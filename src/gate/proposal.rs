//! Proposals and the dispatch handed to the ledger.

use super::error::{GateError, GateResult};
use crate::identity::Identity;
use crate::ledger::Ledger;
use serde::{Deserialize, Serialize};
use std::collections::BTreeSet;
use tracing::warn;

/// One candidate action awaiting votes.
///
/// Only the gate mutates a proposal: `vote` moves the tally and records the
/// voter, `execute` sets the executed flag once.
#[derive(Debug, Clone, PartialEq, Eq, Serialize, Deserialize)]
pub struct Proposal {
    target: Identity,
    amount: u64,
    payload: Vec<u8>,
    executed: bool,
    vote_tally: i64,
    /// Owners that have voted, in either direction. Permanent.
    voters: BTreeSet<Identity>,
}

impl Proposal {
    pub(crate) fn new(target: Identity, amount: u64, payload: Vec<u8>) -> Self {
        Self {
            target,
            amount,
            payload,
            executed: false,
            vote_tally: 0,
            voters: BTreeSet::new(),
        }
    }

    pub fn target(&self) -> &Identity {
        &self.target
    }

    pub fn amount(&self) -> u64 {
        self.amount
    }

    pub fn payload(&self) -> &[u8] {
        &self.payload
    }

    pub fn is_executed(&self) -> bool {
        self.executed
    }

    /// Net tally: affirmative minus negative votes. Not clamped.
    pub fn vote_tally(&self) -> i64 {
        self.vote_tally
    }

    pub fn has_voted(&self, owner: &Identity) -> bool {
        self.voters.contains(owner)
    }

    /// Number of owners that have voted.
    pub fn voter_count(&self) -> usize {
        self.voters.len()
    }

    pub(crate) fn apply_vote(&mut self, affirmative: bool) {
        if affirmative {
            self.vote_tally += 1;
        } else {
            self.vote_tally -= 1;
        }
    }

    pub(crate) fn record_voter(&mut self, owner: Identity) {
        self.voters.insert(owner);
    }

    pub(crate) fn mark_executed(&mut self) {
        self.executed = true;
    }
}

/// An execution that has been committed and must now be sent to the ledger.
///
/// Only `ApprovalGate::begin_execute` creates one, after the proposal has
/// been marked executed. Not `Clone`: `send` consumes it, so one committed
/// execution reaches the ledger at most once.
#[derive(Debug, PartialEq, Eq)]
pub(crate) struct Dispatch {
    index: usize,
    target: Identity,
    amount: u64,
    payload: Vec<u8>,
}

/// The ledger accepted a dispatch. Only `Dispatch::send` creates one.
#[derive(Debug, PartialEq, Eq)]
pub(crate) struct Delivered {
    index: usize,
}

impl Dispatch {
    pub(crate) fn for_proposal(index: usize, proposal: &Proposal) -> Self {
        Self {
            index,
            target: proposal.target,
            amount: proposal.amount,
            payload: proposal.payload.clone(),
        }
    }

    /// Hand the transfer to the ledger and await the outcome.
    ///
    /// A ledger failure becomes `GateError::DispatchFailed`. Nothing is
    /// rolled back; the proposal's single execution attempt is spent.
    pub(crate) async fn send<L: Ledger + ?Sized>(self, ledger: &L) -> GateResult<Delivered> {
        match ledger
            .transfer(&self.target, self.amount, &self.payload)
            .await
        {
            Ok(()) => Ok(Delivered { index: self.index }),
            Err(source) => {
                warn!(
                    index = self.index,
                    target = %self.target,
                    amount = self.amount,
                    error = %source,
                    "dispatch failed; proposal stays executed"
                );
                Err(GateError::DispatchFailed {
                    index: self.index,
                    source,
                })
            }
        }
    }
}

impl Delivered {
    pub(crate) fn index(&self) -> usize {
        self.index
    }
}
//! `tracing` subscriber setup.

use crate::config::LoggingConfig;
use std::fs::OpenOptions;
use std::sync::Mutex;
use thiserror::Error;
use tracing_subscriber::layer::SubscriberExt;
use tracing_subscriber::util::{SubscriberInitExt, TryInitError};
use tracing_subscriber::{fmt, EnvFilter};

/// Directive used when the configured level does not parse.
const FALLBACK_FILTER: &str = "warn";

/// Logging initialisation errors.
#[derive(Debug, Error)]
pub enum LoggingError {
    #[error("Failed to open log file: {0}")]
    File(#[from] std::io::Error),

    #[error("Failed to install subscriber: {0}")]
    Init(#[from] TryInitError),
}

/// Parse a level or directive string, e.g. `info` or `approval_gate=debug`.
pub fn parse_filter(level: &str) -> Option<EnvFilter> {
    EnvFilter::try_new(level).ok()
}

/// Install the global subscriber described by `config`.
///
/// Logs go to `config.file` when set (appending, no ANSI colours),
/// otherwise to stderr. An unparsable level falls back to `warn`.
pub fn init(config: &LoggingConfig) -> Result<(), LoggingError> {
    let filter = parse_filter(&config.level).unwrap_or_else(|| EnvFilter::new(FALLBACK_FILTER));
    let registry = tracing_subscriber::registry().with(filter);

    match &config.file {
        Some(path) => {
            let file = OpenOptions::new().create(true).append(true).open(path)?;
            registry
                .with(
                    fmt::layer()
                        .with_target(false)
                        .with_ansi(false)
                        .with_writer(Mutex::new(file)),
                )
                .try_init()?;
        }
        None => {
            registry
                .with(
                    fmt::layer()
                        .with_target(false)
                        .with_writer(std::io::stderr),
                )
                .try_init()?;
        }
    }

    Ok(())
}

#[cfg(test)]
mod tests {
    use super::*;
    use tempfile::TempDir;

    #[test]
    fn test_parse_filter() {
        assert!(parse_filter("info").is_some());
        assert!(parse_filter("approval_gate=debug").is_some());
        assert!(parse_filter("approval_gate=loud").is_none());
    }

    #[test]
    fn test_init_with_file_creates_log() {
        let temp_dir = TempDir::new().unwrap();
        let path = temp_dir.path().join("gate.log");
        let config = LoggingConfig {
            level: "debug".to_string(),
            file: Some(path.clone()),
        };

        init(&config).unwrap();
        tracing::info!("logging initialised");

        assert!(path.exists());
        // A second global subscriber is refused.
        assert!(matches!(init(&config), Err(LoggingError::Init(_))));
    }
}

▬▬▬▬▬▬▬▬▬▬

Problem details
Write out only those lines that fall between the one containing "assert!(path.exists());" and the end of the entries, the first and last included, exactly as they read.

Response area
        assert!(path.exists());
        // A second global subscriber is refused.
        assert!(matches!(init(&config), Err(LoggingError::Init(_))));
    }
}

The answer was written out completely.